Just because you pay the domain name bill doesn't mean you own it.

That's right. You may not be the legal owner. Whoever is the legal owner of your domain name, that person has total control over it including – what Web site it points to, what domain name registrar maintains it, changing information about your domain name account, controlling who administers it, and being able to sell it.

In the many classes I've taught there's always someone who unfortunately has to deal with this issue. Here are some tips on how to find out who owns your domain and what to do if it isn't you.

First find out who owns it – Go to the WhoIs database and search for your domain. Whatever contact information is listed for both the "Registrant" fields and the "Administrator" fields, all of it, including any email addresses for these two fields, should be yours.

If you find this information is not yours, there are three possible reasons:

1.Private Listing – If you see something like "Domains by Proxy" listed as the registrant, more than likely the domain has a private listing which protects your privacy by not displaying your contact information. Contact your registrar to find out what contact information is behind the private registration. This is often stored in a separate account with a separate username and password.

2.Host Hijacking – Sometimes when you get a domain name included with your hosting account, the host will put their information as the registrant and administrative contact. Usually you have the ability to change this information by logging into your account. Don't let the host convince you that it should stay as it is.
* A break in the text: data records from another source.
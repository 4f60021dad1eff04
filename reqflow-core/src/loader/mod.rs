//! Batch-and-cache loading for point lookups.
//!
//! # Architecture
//!
//! ```text
//! load(1) ──┐                       ┌──► cache[1] = shared future ─┐
//! load(2) ──┼──► same window ───────┼──► cache[2] = shared future ─┼─► batch_load_fn([1, 2, 3])
//! load(3) ──┘                       └──► cache[3] = shared future ─┘          │
//! load(2) ─────► cache hit ──► clone of cache[2]                              ▼
//!                                                     settle 1, 2, 3 by index position
//! ```
//!
//! Each queued key carries the settler for the future recorded as in
//! flight, so dispatch always resolves what was handed out. In-flight
//! entries sit outside the LRU/TTL store and cannot be evicted. On settle,
//! failures are dropped; successes move into the cache when `cache` is
//! enabled, subject to the optional LRU capacity and TTL (counted from
//! settlement).

mod cache;
mod config;
mod keyed;

pub use config::LoaderConfig;
pub use keyed::KeyedLoader;
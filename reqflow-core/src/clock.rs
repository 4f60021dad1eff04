//! Schedulable delay primitive.
//!
//! Batch windows and watchdog deadlines are expressed as `Clock::sleep`
//! calls so that tests can drive them deterministically. Production code
//! uses [`TokioClock`], which also honours `tokio::time::pause`.

use std::sync::Arc;
use std::time::Duration;

use futures::future::BoxFuture;

/// A source of delays.
pub trait Clock: Send + Sync + 'static {
    /// Return a future that completes once `duration` has elapsed.
    fn sleep(&self, duration: Duration) -> BoxFuture<'static, ()>;
}

/// Clock shared between coordinators.
pub type SharedClock = Arc<dyn Clock>;

/// Clock backed by `tokio::time`.
#[derive(Debug, Clone, Copy, Default)]
pub struct TokioClock;

impl Clock for TokioClock {
    fn sleep(&self, duration: Duration) -> BoxFuture<'static, ()> {
        Box::pin(tokio::time::sleep(duration))
    }
}

/// Default shared clock.
pub fn tokio_clock() -> SharedClock {
    Arc::new(TokioClock)
}

#[cfg(test)]
pub(crate) use manual::ManualClock;
use std::io::Read;

use reqwest::blocking::Client;
use reqwest::redirect;
use thiserror::Error;

#[derive(Debug, Error)]
pub enum FetchError {
    #[error("request failed: {0}")]
    Http(#[from] reqwest::Error),
    #[cfg(test)]
    #[error("no fixture for {0}")]
    Missing(String),
}

/// Network seam of the crawler. Pages come back as text, images as a byte stream.
pub trait Fetch {
    fn fetch_html(&self, url: &str) -> Result<String, FetchError>;

    fn fetch_stream(&self, url: &str) -> Result<Box<dyn Read>, FetchError>;
}

pub struct HttpFetcher {
    client: Client,
}

impl HttpFetcher {
    pub fn new() -> Result<Self, FetchError> {
        let redirect_policy = redirect::Policy::custom(|attempt| {
            if attempt.previous().len() > 100 {
                attempt.error("Too many redirects (>100)")
            } else {
                attempt.follow()
            }
        });

        let client = Client::builder().redirect(redirect_policy).build()?;
        Ok(Self { client })
    }

    fn get(&self, url: &str) -> Result<reqwest::blocking::Response, FetchError> {
        Ok(self.client.get(url).send()?.error_for_status()?)
    }
}

impl Fetch for HttpFetcher {
    fn fetch_html(&self, url: &str) -> Result<String, FetchError> {
        self.get(url)?.text().map_err(|e| e.into())
    }

    fn fetch_stream(&self, url: &str) -> Result<Box<dyn Read>, FetchError> {
        Ok(Box::new(self.get(url)?))
    }
}
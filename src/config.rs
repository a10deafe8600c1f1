use std::path::PathBuf;

pub const BASE_URL: &str = "https://tkaninydzieciece.com.pl/";
pub const BASE_SEARCH_URL: &str = "https://tkaninydzieciece.com.pl/szukaj";
pub const OUTPUT_FILE: &str = "products.csv";
pub const IMAGE_DIR: &str = "images";

/// Where the crawler reads from and writes to.
#[derive(Debug, Clone)]
pub struct CrawlerConfig {
    /// Prefix for site-relative links. Must end with `/`.
    pub base_url: String,
    /// Search listing; the page number is appended as `,<n>`.
    pub search_url: String,
    pub output_file: PathBuf,
    pub image_dir: PathBuf,
}

impl Default for CrawlerConfig {
    fn default() -> Self {
        Self {
            base_url: BASE_URL.to_string(),
            search_url: BASE_SEARCH_URL.to_string(),
            output_file: PathBuf::from(OUTPUT_FILE),
            image_dir: PathBuf::from(IMAGE_DIR),
        }
    }
}

impl CrawlerConfig {
    pub fn page_url(&self, page_number: u32) -> String {
        format!("{},{}", self.search_url, page_number)
    }
}
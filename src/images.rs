use std::fs::{self, File};
use std::io;
use std::path::{Path, PathBuf};
use std::sync::LazyLock;

use anyhow::{Context, Result};
use regex::Regex;
use scraper::Html;
use tracing::{info, warn};

use crate::fetcher::Fetch;
use crate::parser::{DetailError, gallery_hrefs, normalize_url};

static DISALLOWED: LazyLock<Regex> =
    LazyLock::new(|| Regex::new(r"[^A-Za-z0-9_ \t\r\n\x0B\x0C-]+").expect("static regex must compile"));
static WHITESPACE: LazyLock<Regex> =
    LazyLock::new(|| Regex::new(r"[ \t\r\n\x0B\x0C]+").expect("static regex must compile"));

/// Strips everything but ASCII word characters, ASCII whitespace and `-`,
/// then turns each whitespace run into a single `_`.
pub fn sanitize_filename(name: &str) -> String {
    let kept = DISALLOWED.replace_all(name, "");
    WHITESPACE.replace_all(&kept, "_").into_owned()
}

pub fn image_path(dir: &Path, title: &str, index: usize) -> PathBuf {
    dir.join(format!("{}_{}.jpg", sanitize_filename(title), index))
}

/// Downloads every gallery image of a detail page and returns how many were
/// saved. A failed download is logged and skipped. An unusable image
/// directory or a gallery link without `href` aborts the rest of the gallery
/// and voids the product.
pub fn download_images(
    fetcher: &dyn Fetch,
    doc: &Html,
    title: &str,
    base_url: &str,
    dir: &Path,
) -> Result<usize, DetailError> {
    fs::create_dir_all(dir).map_err(|source| DetailError::ImageDir {
        path: dir.to_path_buf(),
        source,
    })?;

    let mut saved = 0;
    for (i, href) in gallery_hrefs(doc).iter().enumerate() {
        let index = i + 1;
        let href = href.as_deref().ok_or(DetailError::MissingImageLink(index))?;

        let url = normalize_url(base_url, href);
        let path = image_path(dir, title, index);
        info!("Downloading image: {url} -> {}", path.display());
        match download_image(fetcher, &url, &path) {
            Ok(()) => saved += 1,
            Err(e) => warn!("Error downloading image: {e:#}"),
        }
    }
    Ok(saved)
}

fn download_image(fetcher: &dyn Fetch, url: &str, path: &Path) -> Result<()> {
    let mut body = fetcher.fetch_stream(url)?;
    let mut file = File::create(path).with_context(|| format!("creating {}", path.display()))?;
    io::copy(&mut body, &mut file).with_context(|| format!("writing {}", path.display()))?;
    Ok(())
}
use std::time::Duration;

use crate::error::MirrorError;
use crate::psychonaut::{DEFAULT_ENDPOINT, DEFAULT_SUBSTANCE_LIMIT, DEFAULT_TIMEOUT_SECS};

pub const STORE_URL_VAR: &str = "SUBSTANCE_STORE_URL";
pub const ENDPOINT_VAR: &str = "SUBSTANCE_API_URL";
pub const LIMIT_VAR: &str = "SUBSTANCE_SYNC_LIMIT";

#[derive(Debug, Clone, Default)]
pub struct ConfigOverrides {
    pub store_url: Option<String>,
    pub endpoint: Option<String>,
    pub substance_limit: Option<usize>,
}

#[derive(Debug, Clone)]
pub struct SyncConfig {
    pub store_url: String,
    pub endpoint: String,
    pub substance_limit: usize,
    pub timeout: Duration,
}

pub struct ConfigLoader;

impl ConfigLoader {
    pub fn resolve(overrides: ConfigOverrides) -> Result<SyncConfig, MirrorError> {
        Self::resolve_with(overrides, |name| std::env::var(name).ok())
    }

    pub fn resolve_with(
        overrides: ConfigOverrides,
        lookup: impl Fn(&str) -> Option<String>,
    ) -> Result<SyncConfig, MirrorError> {
        let store_url = overrides
            .store_url
            .or_else(|| lookup(STORE_URL_VAR))
            .filter(|value| !value.trim().is_empty())
            .ok_or(MirrorError::MissingStoreUrl)?;

        let endpoint = overrides
            .endpoint
            .or_else(|| lookup(ENDPOINT_VAR))
            .filter(|value| !value.trim().is_empty())
            .unwrap_or_else(|| DEFAULT_ENDPOINT.to_string());

        let substance_limit = match overrides.substance_limit {
            Some(limit) => limit,
            None => match lookup(LIMIT_VAR) {
                Some(value) => value.trim().parse::<usize>().map_err(|_| {
                    MirrorError::InvalidConfig(format!(
                        "{LIMIT_VAR} must be a positive integer, got {value:?}"
                    ))
                })?,
                None => DEFAULT_SUBSTANCE_LIMIT,
            },
        };
        if substance_limit == 0 {
            return Err(MirrorError::InvalidConfig(
                "substance limit must be at least 1".to_string(),
            ));
        }

        Ok(SyncConfig {
            store_url,
            endpoint,
            substance_limit,
            timeout: Duration::from_secs(DEFAULT_TIMEOUT_SECS),
        })
    }
}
3.Designer/Developer Hijacking – Sometimes unscrupulous practitioners will set this information to theirs without telling you. Sometimes this is done out of ignorance, but other times it is purposely intended to enable them to hold your domain name hostage should your relationship go sour.

Remedies – If a hijacking of your domain name has occurred here's what you can do:

Option 1 – Ask: for a host hijacking, developer hijacking or anyone else who's name appears where yours should, contact them to see if they'll change it. If not or you don't think this will work, you may need Option 2.

Option 2 – Legal Recourse: if you have a trademark it will make this easier. First, to find out your registrar's policy on domain name disputes, try searching your registrar's help section for the word "trademark." Most registrars adhere to the Uniform Domain Name Dispute Resolution Policy which is administered by the World Intellectual Property Organization. The UDRP starts at $1,500 to arbitrate a dispute.

Here are some helpful links describing their policies:

WIPO General Domain Dispute Information


WIPO's Uniform Domain Name Dispute Resolution Policy

The key is to keep your calm, know your options and find out as soon as possible if your domain name is in peril.

And always, always keep the details about your domain name registration account. You should know who your domain is registered with and the username and password for your domain name registration account. You should be very careful about giving this information to anyone since you are potentially handing over the legal rights to your domain name. Try using the various tools registrars now provide to give someone limited access to manage things in your account. If you have to give someone a username and password, change it before you give it away and then change it back once they're done.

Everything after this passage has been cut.